“Life’s like a play; it’s not the length but the excellence of acting that matters.”
Sulabha Deshpande, 76, has been a founder member of the Marathi theatre groups ‘Rangayan’ (with theatre director Vijaya Mehta and her husband Arvind Deshpande) and ‘Awishkar’. Sulabha and Arvind Deshpande and playwright Vijay Tendulkar were also at the centre of the ‘Chhabildas Movement’ in Marathi experimental theatre during the 1960s and 70s. Her most memorable theatre performance has been that of Benare, the protagonist of Tendulkar’s landmark Marathi play Shantata! Court Chalu Ahe. She essayed the same role in its film adaptation. Deshpande went on to act in several other mainstream and parallel Marathi and Hindi movies, during the seventies and eighties, such as Shyam Benegal‘s Bhumika: The Role (1977) and Kondura (1978), Saeed Akhtar Mirza‘s Albert Pinto Ko Gussa Kyoon Aata Hai (1980) and Govind Nihalani’s Vijeta (1982), and Tezaab (1988), Ghar Ho To Aisa (1990) and Raja Ki Aayegi Baaraat (1997). Her last appearance in a Hindi film has been in English Vinglish (2012). Deshpande is soft spoken and she says her memory isn’t as sharp as it once was. Yet, as we go over the past at her Mahim flat, with the rain falling hard outside, she recounts the most amazing stories.
How did you begin acting?
My father (Vasant Rao Kamerkar) was a recordist with HMV. So, in a big hall at our home, we used to have rehearsals for songs and plays, which he would record. From when I was four years old, which is when I had begun to speak, I would enter that space and perform after the rehearsals. But my first ‘proper’ role was in school, in the seventh standard. There was a play written by a teacher in which I was cast as a small child. After this I did a play in my first year of college, for a festival.
Did you do only Marathi theatre, when you started out, or Hindi theatre as well?

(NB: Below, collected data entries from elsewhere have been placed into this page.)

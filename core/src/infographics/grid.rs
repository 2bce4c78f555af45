use tracing::debug;

use super::{BeltDimensions, ZoomLevel, MM_PER_KM, MM_PER_M, ROWS};
use crate::model::{Criticality, Defect};

/// Content of one grid bucket
#[derive(Debug, Clone, PartialEq, Default)]
pub enum Cell {
    #[default]
    Empty,
    Single(Defect),
    /// Two or more defects, in the order they were placed
    Many(Vec<Defect>),
}

impl Cell {
    /// Add a defect, promoting Empty -> Single -> Many
    pub fn push(&mut self, defect: Defect) {
        *self = match std::mem::take(self) {
            Cell::Empty => Cell::Single(defect),
            Cell::Single(first) => Cell::Many(vec![first, defect]),
            Cell::Many(mut all) => {
                all.push(defect);
                Cell::Many(all)
            }
        };
    }

    pub fn defects(&self) -> &[Defect] {
        match self {
            Cell::Empty => &[],
            Cell::Single(defect) => std::slice::from_ref(defect),
            Cell::Many(all) => all.as_slice(),
        }
    }

    pub fn len(&self) -> usize {
        self.defects().len()
    }

    pub fn is_empty(&self) -> bool {
        matches!(self, Cell::Empty)
    }

    /// Worst criticality among the defects in this cell
    pub fn peak_criticality(&self) -> Option<Criticality> {
        self.defects().iter().map(|d| d.criticality).max()
    }
}

/// Discretised belt surface. Row 0 is the transverse origin, column 0 the
/// longitudinal origin.
#[derive(Debug, Clone, PartialEq)]
pub struct BeltGrid {
    zoom: ZoomLevel,
    cells: Vec<Vec<Cell>>,
    area_width: f64,
    area_height: f64,
}

impl BeltGrid {
    /// All-empty grid with zero cell geometry, shown before any data arrives
    pub fn empty(zoom: ZoomLevel) -> Self {
        Self::blank(zoom, 0.0, 0.0)
    }

    fn blank(zoom: ZoomLevel, area_width: f64, area_height: f64) -> Self {
        Self {
            zoom,
            cells: vec![vec![Cell::Empty; zoom.cols()]; ROWS],
            area_width,
            area_height,
        }
    }

    pub fn rows(&self) -> usize {
        self.cells.len()
    }

    pub fn cols(&self) -> usize {
        self.zoom.cols()
    }

    pub fn zoom(&self) -> ZoomLevel {
        self.zoom
    }

    /// Belt length covered by one column, in kilometres
    pub fn area_width(&self) -> f64 {
        self.area_width
    }

    /// Belt width covered by one row, in metres
    pub fn area_height(&self) -> f64 {
        self.area_height
    }

    pub fn cell(&self, row: usize, col: usize) -> Option<&Cell> {
        self.cells.get(row).and_then(|r| r.get(col))
    }

    /// Rows from the bottom (`0`) up
    pub fn row_slices(&self) -> impl DoubleEndedIterator<Item = (usize, &[Cell])> {
        self.cells.iter().enumerate().map(|(i, r)| (i, r.as_slice()))
    }

    /// Rows in display order: highest index first so row 0 sits next to the X axis
    pub fn rows_top_down(&self) -> impl Iterator<Item = (usize, &[Cell])> {
        self.row_slices().rev()
    }

    /// `(row, col, cell)` for every non-empty cell
    pub fn occupied(&self) -> impl Iterator<Item = (usize, usize, &Cell)> {
        self.cells.iter().enumerate().flat_map(|(row, cells)| {
            cells
                .iter()
                .enumerate()
                .filter(|(_, cell)| !cell.is_empty())
                .map(move |(col, cell)| (row, col, cell))
        })
    }

    /// Total defects held across all cells
    pub fn placed_count(&self) -> usize {
        self.occupied().map(|(_, _, cell)| cell.len()).sum()
    }
}

/// Map a defect's millimetre position to `(row, col)`, or `None` when it
/// falls outside the grid.
fn locate(defect: &Defect, grid: &BeltGrid) -> Option<(usize, usize)> {
    let longitudinal_km = defect.longitudinal_position as f64 / MM_PER_KM;
    let transverse_m = defect.transverse_position as f64 / MM_PER_M;
    let x = (longitudinal_km / grid.area_width).floor();
    let y = (transverse_m / grid.area_height).floor();

    if !x.is_finite() || !y.is_finite() || x < 0.0 || y < 0.0 {
        return None;
    }
    let (col, row) = (x as usize, y as usize);
    (row < grid.rows() && col < grid.cols()).then_some((row, col))
}

/// Build the belt grid for a defect list.
///
/// Pure and deterministic: the same inputs always yield the same grid.
/// Defects whose cell lies outside `[0, ROWS) x [0, cols)` are skipped.
/// Callers must only invoke this with ready dimensions (see
/// [`BeltDimensions::is_ready`]); [`super::InfographicsView`] enforces that.
pub fn compute_grid(defects: &[Defect], belt: BeltDimensions, zoom: ZoomLevel) -> BeltGrid {
    let area_width = belt.length_km / zoom.cols() as f64;
    let area_height = belt.width_m / ROWS as f64;
    let mut grid = BeltGrid::blank(zoom, area_width, area_height);

    for defect in defects {
        if let Some((row, col)) = locate(defect, &grid) {
            grid.cells[row][col].push(defect.clone());
        }
    }

    debug!(
        target: "infographics",
        cols = zoom.cols(),
        defects = defects.len(),
        area_width,
        area_height,
        "Belt grid computed"
    );
    grid
}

Both. At first I worked in Marathi theatre. My first work in Hindi was Andha Yug, with (theatre director) Satyadev Dubey in 1964. That was for the theatre group Nandikar’s theatre festival in Calcutta. Four days before the play the actress who was playing Gandhari (a character from the Mahabharata, also in this play) left it, so P. L. Deshpande suggested my name to Dubey. That was the first time I met Dubey. He came to my house and said, ‘You have to do it in four days. You have to leave today.’ I said no at first, because my four year old son was ill. At that time Arvindji (Arvind Deshpande), my husband, used to work in experimental theatre too, which there’s no money in. This was reformist theatre, in a way. He said, ‘Go, because Nandikar’s is a very big festival in Calcutta and this team is representing Bombay and that too in Hindi.’ He would take leave from office to take care of our son. So, in four days, I prepared myself for the role of Gandhari. There was tremendous applause at the festival. After this I did two or three more Hindi plays with Dubey.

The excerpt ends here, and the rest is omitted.